Dove gli italiani si lamentano sempre della politica disordinata e dell’impossibile burocrazia in Italia, gli olandesi non riescono a smettere di lamentarsi del tempo terribile e, sì, del caffè disgustoso
Per quanto diversa sia l’esperienza di bere un caffè in Italia rispetto a quella di berlo nei Paesi Bassi, il mio paese natale, gli abitanti di entrambi i paesi sono noti per essere dei veri e propri amanti del caffè e quindi dei forti consumatori. Inoltre, un momento di caffè ha la stessa funzione sia in Italia che in Olanda: è un momento sociale per stare insieme, per parlare della propria giornata, per spettegolare e, non ultimo, per lamentarsi. Non importa se il caffè sia fornito da Lavazza o dal Douwe Egberts – la più famosa marca di caffè olandese e un vero e proprio istituto culturale – è un vero piacere quello di lamentarsi spudoratamente di tutto e di tutti sorseggiando un buon caffè. Dove gli italiani si lamentano sempre della politica disordinata e dell’impossibile burocrazia in Italia, gli olandesi non riescono a smettere di lamentarsi del tempo terribile e, sì, del caffè disgustoso. La roba nera che esce dai distributori automatici di quei moderni uffici open space è il peggiore in assoluto, cosa che non mi è mancata per un secondo dopo aver lasciato il mio lavoro in banca.
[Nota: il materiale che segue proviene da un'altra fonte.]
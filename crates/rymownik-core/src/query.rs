//! Rhyme queries against a [`RhymeIndex`].

use schemars::JsonSchema;
use serde::{Deserialize, Serialize};

use crate::index::RhymeIndex;
use crate::score::score;
use crate::segment::{RhymeKey, rhyme_ending};

/// A vocabulary word with its rhyme score.
#[derive(Debug, Clone, PartialEq, Serialize, Deserialize, JsonSchema)]
pub struct ScoredCandidate {
    /// The rhyming word.
    pub word: String,
    /// Similarity to the query word in `[0, 1]`, two decimals.
    pub score: f64,
}

/// Ranked query results, serialized as `{"scoreboard": [...]}`.
#[derive(Debug, Clone, Default, PartialEq, Serialize, Deserialize, JsonSchema)]
pub struct Scoreboard {
    /// Candidates, best first.
    pub scoreboard: Vec<ScoredCandidate>,
}

impl From<Vec<ScoredCandidate>> for Scoreboard {
    fn from(scoreboard: Vec<ScoredCandidate>) -> Self {
        Self { scoreboard }
    }
}

/// Find words rhyming with `word` that have `syllables` syllables.
///
/// `syllables` selects the bucket and need not be the word's own count; the
/// score still penalizes the difference from the word's own count. The word
/// itself (and any duplicate of it) is excluded. Results are ordered by
/// score, highest first, then by word.
#[tracing::instrument(skip(index), fields(candidates = tracing::field::Empty))]
pub fn find_rhymes(index: &RhymeIndex, word: &str, syllables: usize) -> Vec<ScoredCandidate> {
    let key = RhymeKey::new(syllables, rhyme_ending(word));
    let bucket = index.lookup(&key);
    tracing::Span::current().record("candidates", bucket.len());

    let mut results: Vec<ScoredCandidate> = bucket
        .iter()
        .filter(|candidate| candidate.as_str() != word)
        .map(|candidate| ScoredCandidate {
            score: score(word, candidate),
            word: candidate.clone(),
        })
        .collect();

    results.sort_by(|a, b| b.score.total_cmp(&a.score).then_with(|| a.word.cmp(&b.word)));
    tracing::debug!(%key, results = results.len(), "rhyme query answered");
    results
}

#[cfg(test)]
mod tests {
    use super::*;

    fn words(results: &[ScoredCandidate]) -> Vec<&str> {
        results.iter().map(|r| r.word.as_str()).collect()
    }

    #[test]
    fn finds_exact_rhymes_only() {
        let index = RhymeIndex::build(["kot", "bot", "nauka"]);
        let results = find_rhymes(&index, "kot", 1);
        assert_eq!(
            results,
            [ScoredCandidate {
                word: "bot".to_string(),
                score: 1.0,
            }]
        );
    }

    #[test]
    fn excludes_query_word_and_its_duplicates() {
        let index = RhymeIndex::build(["kot", "bot", "kot", "płot", "kot"]);
        let results = find_rhymes(&index, "kot", 1);
        assert_eq!(words(&results), ["bot", "płot"]);
    }

    #[test]
    fn sorts_by_score_then_word() {
        let index = RhymeIndex::build(["noga", "moda", "koda", "ruda", "woda", "broda"]);
        let results = find_rhymes(&index, "woda", 2);
        assert_eq!(words(&results), ["broda", "koda", "moda", "ruda", "noga"]);
        for pair in results.windows(2) {
            let ordered = pair[0].score > pair[1].score
                || (pair[0].score == pair[1].score && pair[0].word <= pair[1].word);
            assert!(ordered, "{pair:?} out of order");
        }
    }

    #[test]
    fn caller_picks_syllable_count() {
        let index = RhymeIndex::build(["bot", "łokot", "samolot"]);

        let two = find_rhymes(&index, "kot", 2);
        assert_eq!(words(&two), ["łokot"]);
        assert_eq!(two[0].score, 0.95);

        let three = find_rhymes(&index, "kot", 3);
        assert_eq!(words(&three), ["samolot"]);
        assert_eq!(three[0].score, 0.9);
    }

    #[test]
    fn missing_bucket_is_empty() {
        let index = RhymeIndex::build(["kot", "bot"]);
        assert!(find_rhymes(&index, "dom", 1).is_empty());
        assert!(find_rhymes(&index, "kot", 4).is_empty());
    }

    #[test]
    fn empty_word_matches_degenerate_bucket() {
        let index = RhymeIndex::build(["brr", "kot"]);
        let results = find_rhymes(&index, "", 0);
        assert_eq!(words(&results), ["brr"]);
    }

    #[test]
    fn scoreboard_serializes_like_endpoint() {
        let board = Scoreboard::from(vec![ScoredCandidate {
            word: "bot".to_string(),
            score: 1.0,
        }]);
        let json = serde_json::to_value(&board).unwrap();
        assert_eq!(json["scoreboard"][0]["word"], "bot");
        assert_eq!(json["scoreboard"][0]["score"], 1.0);
    }
}
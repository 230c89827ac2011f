//! Exact-rhyme index over a vocabulary.
//!
//! Words are bucketed by [`RhymeKey`]. Buckets keep vocabulary order,
//! including duplicates. The index is built once and is read-only afterwards;
//! share it behind an `Arc` to serve concurrent queries.

use std::collections::HashMap;

use crate::segment::{RhymeKey, rhyme_key};

/// Vocabulary words grouped by rhyme key.
#[derive(Debug, Clone, Default)]
pub struct RhymeIndex {
    buckets: HashMap<RhymeKey, Vec<String>>,
    words: usize,
}

impl RhymeIndex {
    /// Build the index, appending each word to the bucket of its own
    /// rhyme key in vocabulary order.
    #[tracing::instrument(skip_all)]
    pub fn build<I, S>(vocabulary: I) -> Self
    where
        I: IntoIterator<Item = S>,
        S: Into<String>,
    {
        let mut buckets: HashMap<RhymeKey, Vec<String>> = HashMap::new();
        let mut words = 0;
        for word in vocabulary {
            let word = word.into();
            buckets.entry(rhyme_key(&word)).or_default().push(word);
            words += 1;
        }
        tracing::debug!(words, buckets = buckets.len(), "rhyme index built");
        Self { buckets, words }
    }

    /// Words filed under `key`, in vocabulary order. Empty if the key has
    /// no bucket.
    pub fn lookup(&self, key: &RhymeKey) -> &[String] {
        self.buckets.get(key).map(Vec::as_slice).unwrap_or_default()
    }

    /// Number of indexed words, duplicates included.
    pub const fn len(&self) -> usize {
        self.words
    }

    /// Returns `true` if no words were indexed.
    pub const fn is_empty(&self) -> bool {
        self.words == 0
    }

    /// Number of distinct rhyme keys.
    pub fn bucket_count(&self) -> usize {
        self.buckets.len()
    }
}

impl<S: Into<String>> FromIterator<S> for RhymeIndex {
    fn from_iter<I: IntoIterator<Item = S>>(iter: I) -> Self {
        Self::build(iter)
    }
}
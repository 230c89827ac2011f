//! Build helpers for rymownik: man pages and shell completions.
//!
//! Run with `cargo xtask <task>`.

use std::fs;
use std::io;
use std::path::{Path, PathBuf};

use clap::{Parser, Subcommand, ValueEnum};
use clap_complete::Shell;

#[derive(Parser)]
#[command(name = "xtask", about = "Development tasks for rymownik")]
struct Xtask {
    #[command(subcommand)]
    task: Task,
}

#[derive(Subcommand)]
enum Task {
    /// Generate man pages for the CLI and each subcommand
    Man {
        /// Output directory
        #[arg(long, default_value = "target/man")]
        out: PathBuf,
    },
    /// Generate shell completion scripts
    Completions {
        /// Output directory
        #[arg(long, default_value = "target/completions")]
        out: PathBuf,
        /// Shells to generate for (all when omitted)
        #[arg(long, value_enum)]
        shell: Vec<Shell>,
    },
}

fn main() -> io::Result<()> {
    match Xtask::parse().task {
        Task::Man { out } => generate_man(&out),
        Task::Completions { out, shell } => {
            let shells = if shell.is_empty() {
                Shell::value_variants().to_vec()
            } else {
                shell
            };
            generate_completions(&out, &shells)
        }
    }
}

fn generate_man(out: &Path) -> io::Result<()> {
    fs::create_dir_all(out)?;
    let cmd = rymownik::command();
    clap_mangen::generate_to(cmd, out)?;
    println!("man pages written to {}", out.display());
    Ok(())
}

fn generate_completions(out: &Path, shells: &[Shell]) -> io::Result<()> {
    fs::create_dir_all(out)?;
    let mut cmd = rymownik::command();
    for &shell in shells {
        let path = clap_complete::generate_to(shell, &mut cmd, "rymownik", out)?;
        println!("{shell} completions written to {}", path.display());
    }
    Ok(())
}
//! Letter classes for Polish orthography.
//!
//! Rhyme analysis works on spelling, not on a phonetic transcription. Two
//! fixed tables drive it: the set of vowel letters, and the word-final
//! devoicing table that maps a written consonant cluster to the cluster it is
//! pronounced as at the end of a word (`róg` ends in /k/, `bez` in /s/).
//!
//! Any letter outside [`VOWELS`] counts as a consonant, including digits,
//! punctuation and letters from other alphabets.

use std::collections::HashMap;
use std::sync::LazyLock;

/// Vowel letters: the Latin base vowels plus the Polish `ą`, `ę` and `ó`.
pub const VOWELS: [char; 9] = ['a', 'ą', 'e', 'ę', 'i', 'o', 'ó', 'u', 'y'];

/// Word-final consonant clusters and the cluster they are pronounced as.
///
/// Digraphs come first so the table reads the way it is matched: the whole
/// final cluster is looked up as one key, never letter by letter.
pub static FINAL_DEVOICING: LazyLock<HashMap<&'static str, &'static str>> = LazyLock::new(|| {
    HashMap::from([
        // Digraphs and voiced fricatives
        ("ż", "sz"),
        ("rz", "sz"),
        ("dż", "cz"),
        ("dź", "ć"),
        ("dz", "c"),
        ("ch", "h"),
        // Single voiced obstruents
        ("b", "p"),
        ("g", "k"),
        ("w", "f"),
        ("d", "t"),
        ("z", "s"),
    ])
});

/// Returns `true` if `letter` is one of the [`VOWELS`].
pub const fn is_vowel(letter: char) -> bool {
    matches!(letter, 'a' | 'ą' | 'e' | 'ę' | 'i' | 'o' | 'ó' | 'u' | 'y')
}

/// Returns the word-final pronunciation of a consonant cluster.
///
/// The cluster must match a [`FINAL_DEVOICING`] key exactly. Clusters that
/// are not in the table, including longer clusters that merely end in a
/// voiced letter (`rd`, `zd`), come back unchanged.
pub fn devoice_final_cluster(cluster: &str) -> &str {
    FINAL_DEVOICING.get(cluster).copied().unwrap_or(cluster)
}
La nonchalance con cui il barista italiano mi prepara un caffè perfetto e allo stesso tempo partecipa alla vivace discussione con le persone dall’altra parte del bancone è davvero sorprendente
Nonostante tutti quegli anni passati a bere caffè in Italia, non sono ancora riuscita a scoprire il loro grande segreto. La nonchalance con cui il barista italiano mi prepara un caffè perfetto e allo stesso tempo partecipa alla vivace discussione con le persone dall’altra parte del bancone è davvero sorprendente. Più volte ho bombardato i baristi davanti a me con la domanda di rivelare anche solo un pochino come fanno, ma nonostante le storie complicate su come l’acqua deve scorrere nel caffè alla giusta velocità e su quanta pressione deve essere applicata al caffè, sono riluttanti a rivelare il loro segreto. Con un sorriso misterioso mi viene detto sempre che è l’amore con cui si fa il caffè a fare la differenza. E così sembra che io debba semplicemente accettare che un caffè in Olanda è spesso deludente, cosa che non mi aspetto di cambiare nel prossimo futuro. Ma ehi, forse è meglio così. Dopotutto, di cos’altro potremmo lamentarci così tanto?